• [Exercise details]: Take the listing below and print exactly the lines starting at the line containing "pub struct BlockHash(pub [u8; 32]);" and ending at the line containing "applying an extrinsic", both ends included, and no others.

• [Listed entries]:
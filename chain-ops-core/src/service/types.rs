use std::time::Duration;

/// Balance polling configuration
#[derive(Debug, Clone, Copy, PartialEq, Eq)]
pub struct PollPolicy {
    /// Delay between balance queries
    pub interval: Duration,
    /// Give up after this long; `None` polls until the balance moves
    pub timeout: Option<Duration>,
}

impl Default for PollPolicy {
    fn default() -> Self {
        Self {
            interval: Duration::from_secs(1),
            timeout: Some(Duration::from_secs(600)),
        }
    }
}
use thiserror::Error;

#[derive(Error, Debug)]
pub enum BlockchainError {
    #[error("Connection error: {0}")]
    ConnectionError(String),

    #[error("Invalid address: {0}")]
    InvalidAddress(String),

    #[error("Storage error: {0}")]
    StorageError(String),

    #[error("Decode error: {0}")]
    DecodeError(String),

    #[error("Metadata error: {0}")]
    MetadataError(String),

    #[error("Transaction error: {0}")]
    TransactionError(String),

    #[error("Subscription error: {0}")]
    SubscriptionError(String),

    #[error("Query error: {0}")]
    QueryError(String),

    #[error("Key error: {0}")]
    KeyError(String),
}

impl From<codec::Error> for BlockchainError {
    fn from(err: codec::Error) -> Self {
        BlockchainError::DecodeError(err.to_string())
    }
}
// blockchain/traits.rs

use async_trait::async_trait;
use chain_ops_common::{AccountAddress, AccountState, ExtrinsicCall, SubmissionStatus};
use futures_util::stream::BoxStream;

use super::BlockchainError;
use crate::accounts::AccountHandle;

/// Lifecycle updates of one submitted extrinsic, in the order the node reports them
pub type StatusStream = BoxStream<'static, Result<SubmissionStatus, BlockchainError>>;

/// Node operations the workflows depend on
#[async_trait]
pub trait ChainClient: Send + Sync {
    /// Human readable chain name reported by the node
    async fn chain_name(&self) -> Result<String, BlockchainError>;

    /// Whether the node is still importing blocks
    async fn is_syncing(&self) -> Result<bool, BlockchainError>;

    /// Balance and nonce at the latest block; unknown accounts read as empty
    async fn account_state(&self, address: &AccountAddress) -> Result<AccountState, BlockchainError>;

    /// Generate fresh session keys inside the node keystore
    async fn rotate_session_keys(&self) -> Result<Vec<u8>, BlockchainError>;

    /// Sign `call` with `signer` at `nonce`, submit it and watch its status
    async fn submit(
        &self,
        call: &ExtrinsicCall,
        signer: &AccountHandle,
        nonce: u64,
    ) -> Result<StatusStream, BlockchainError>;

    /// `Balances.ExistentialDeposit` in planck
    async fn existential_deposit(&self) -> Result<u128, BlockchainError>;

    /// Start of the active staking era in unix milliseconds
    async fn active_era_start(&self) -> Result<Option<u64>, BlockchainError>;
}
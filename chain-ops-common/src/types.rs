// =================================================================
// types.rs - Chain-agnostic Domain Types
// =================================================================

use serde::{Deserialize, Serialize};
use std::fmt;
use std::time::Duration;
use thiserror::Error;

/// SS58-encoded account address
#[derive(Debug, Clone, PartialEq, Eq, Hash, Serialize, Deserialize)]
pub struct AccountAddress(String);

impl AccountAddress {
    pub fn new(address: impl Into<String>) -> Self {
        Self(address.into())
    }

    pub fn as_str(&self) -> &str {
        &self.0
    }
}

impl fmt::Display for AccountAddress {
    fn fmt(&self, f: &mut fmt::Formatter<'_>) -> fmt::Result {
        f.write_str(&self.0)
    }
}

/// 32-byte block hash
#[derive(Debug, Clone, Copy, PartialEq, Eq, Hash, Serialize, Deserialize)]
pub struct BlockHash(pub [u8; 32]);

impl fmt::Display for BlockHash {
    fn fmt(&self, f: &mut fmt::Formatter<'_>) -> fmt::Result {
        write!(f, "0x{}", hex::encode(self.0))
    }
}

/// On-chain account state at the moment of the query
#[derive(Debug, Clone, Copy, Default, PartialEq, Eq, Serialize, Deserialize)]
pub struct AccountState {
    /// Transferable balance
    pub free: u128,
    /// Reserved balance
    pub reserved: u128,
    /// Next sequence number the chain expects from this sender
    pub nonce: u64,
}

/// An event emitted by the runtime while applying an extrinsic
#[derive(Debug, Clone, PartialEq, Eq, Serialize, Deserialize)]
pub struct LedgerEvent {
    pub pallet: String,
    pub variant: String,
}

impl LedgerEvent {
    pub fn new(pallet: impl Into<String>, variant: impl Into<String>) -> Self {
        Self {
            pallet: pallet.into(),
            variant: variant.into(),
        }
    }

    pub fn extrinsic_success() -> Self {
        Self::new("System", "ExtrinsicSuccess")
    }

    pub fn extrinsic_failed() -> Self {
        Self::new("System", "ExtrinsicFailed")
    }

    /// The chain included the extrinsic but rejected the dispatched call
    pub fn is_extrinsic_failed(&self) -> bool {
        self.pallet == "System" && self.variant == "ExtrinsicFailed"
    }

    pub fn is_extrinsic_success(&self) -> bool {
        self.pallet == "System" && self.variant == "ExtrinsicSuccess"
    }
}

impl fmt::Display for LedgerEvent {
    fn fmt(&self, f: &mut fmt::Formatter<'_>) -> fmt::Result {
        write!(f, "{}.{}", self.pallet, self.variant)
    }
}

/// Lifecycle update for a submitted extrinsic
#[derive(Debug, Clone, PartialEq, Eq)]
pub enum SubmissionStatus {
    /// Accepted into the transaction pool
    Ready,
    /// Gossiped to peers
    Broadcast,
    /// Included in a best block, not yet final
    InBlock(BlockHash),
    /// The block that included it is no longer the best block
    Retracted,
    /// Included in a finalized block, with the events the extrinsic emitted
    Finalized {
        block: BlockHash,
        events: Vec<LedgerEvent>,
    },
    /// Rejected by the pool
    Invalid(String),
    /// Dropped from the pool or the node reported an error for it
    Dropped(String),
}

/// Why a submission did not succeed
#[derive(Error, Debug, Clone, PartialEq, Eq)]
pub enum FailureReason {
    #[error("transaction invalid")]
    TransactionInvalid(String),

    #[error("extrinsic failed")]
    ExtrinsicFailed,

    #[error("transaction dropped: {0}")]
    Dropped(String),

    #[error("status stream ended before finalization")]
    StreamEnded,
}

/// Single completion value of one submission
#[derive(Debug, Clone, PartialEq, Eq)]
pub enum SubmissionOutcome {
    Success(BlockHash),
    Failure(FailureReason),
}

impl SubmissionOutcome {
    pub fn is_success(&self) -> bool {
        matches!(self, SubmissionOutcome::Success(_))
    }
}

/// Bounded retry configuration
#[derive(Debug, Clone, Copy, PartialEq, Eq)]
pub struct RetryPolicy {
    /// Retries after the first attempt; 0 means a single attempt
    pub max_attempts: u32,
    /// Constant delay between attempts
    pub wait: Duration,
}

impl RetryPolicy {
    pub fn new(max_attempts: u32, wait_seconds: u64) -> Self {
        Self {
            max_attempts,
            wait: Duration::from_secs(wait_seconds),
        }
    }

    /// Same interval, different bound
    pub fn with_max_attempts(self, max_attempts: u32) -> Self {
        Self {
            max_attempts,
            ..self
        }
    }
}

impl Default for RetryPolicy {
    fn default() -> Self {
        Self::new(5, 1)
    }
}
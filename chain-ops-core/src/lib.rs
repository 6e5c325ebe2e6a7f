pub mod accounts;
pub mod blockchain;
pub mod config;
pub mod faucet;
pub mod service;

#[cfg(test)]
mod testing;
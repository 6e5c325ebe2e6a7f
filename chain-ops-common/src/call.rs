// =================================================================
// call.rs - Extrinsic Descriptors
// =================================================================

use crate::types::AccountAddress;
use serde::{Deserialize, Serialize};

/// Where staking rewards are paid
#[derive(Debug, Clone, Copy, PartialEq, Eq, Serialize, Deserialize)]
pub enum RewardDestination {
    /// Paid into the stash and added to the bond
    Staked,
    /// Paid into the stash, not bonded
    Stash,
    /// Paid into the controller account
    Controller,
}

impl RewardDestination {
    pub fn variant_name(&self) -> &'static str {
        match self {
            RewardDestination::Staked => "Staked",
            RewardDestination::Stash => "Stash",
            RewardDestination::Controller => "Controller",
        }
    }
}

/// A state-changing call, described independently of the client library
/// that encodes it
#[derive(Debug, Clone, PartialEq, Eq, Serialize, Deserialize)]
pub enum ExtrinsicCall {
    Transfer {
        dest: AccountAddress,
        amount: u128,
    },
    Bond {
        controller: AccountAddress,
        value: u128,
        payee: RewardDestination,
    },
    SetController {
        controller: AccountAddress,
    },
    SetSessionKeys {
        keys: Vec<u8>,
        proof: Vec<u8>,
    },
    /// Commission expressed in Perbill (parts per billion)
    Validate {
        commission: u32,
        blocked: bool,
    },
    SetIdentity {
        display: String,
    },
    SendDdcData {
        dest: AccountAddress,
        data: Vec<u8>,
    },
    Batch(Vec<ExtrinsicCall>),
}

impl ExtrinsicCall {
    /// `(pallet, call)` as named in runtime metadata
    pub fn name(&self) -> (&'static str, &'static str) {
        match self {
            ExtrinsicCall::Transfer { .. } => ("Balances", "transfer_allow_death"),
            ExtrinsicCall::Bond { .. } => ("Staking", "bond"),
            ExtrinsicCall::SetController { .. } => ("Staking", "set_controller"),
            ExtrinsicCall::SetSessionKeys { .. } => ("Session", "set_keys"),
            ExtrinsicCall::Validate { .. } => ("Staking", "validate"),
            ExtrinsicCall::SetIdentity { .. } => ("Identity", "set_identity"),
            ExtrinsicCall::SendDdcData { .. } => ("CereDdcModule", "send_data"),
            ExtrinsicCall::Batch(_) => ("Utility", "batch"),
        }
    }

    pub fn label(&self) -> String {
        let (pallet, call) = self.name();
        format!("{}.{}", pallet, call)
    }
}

• [Solution for this exercise]:
pub struct BlockHash(pub [u8; 32]);

impl fmt::Display for BlockHash {
    fn fmt(&self, f: &mut fmt::Formatter<'_>) -> fmt::Result {
        write!(f, "0x{}", hex::encode(self.0))
    }
}

/// On-chain account state at the moment of the query
#[derive(Debug, Clone, Copy, Default, PartialEq, Eq, Serialize, Deserialize)]
pub struct AccountState {
    /// Transferable balance
    pub free: u128,
    /// Reserved balance
    pub reserved: u128,
    /// Next sequence number the chain expects from this sender
    pub nonce: u64,
}

/// An event emitted by the runtime while applying an extrinsic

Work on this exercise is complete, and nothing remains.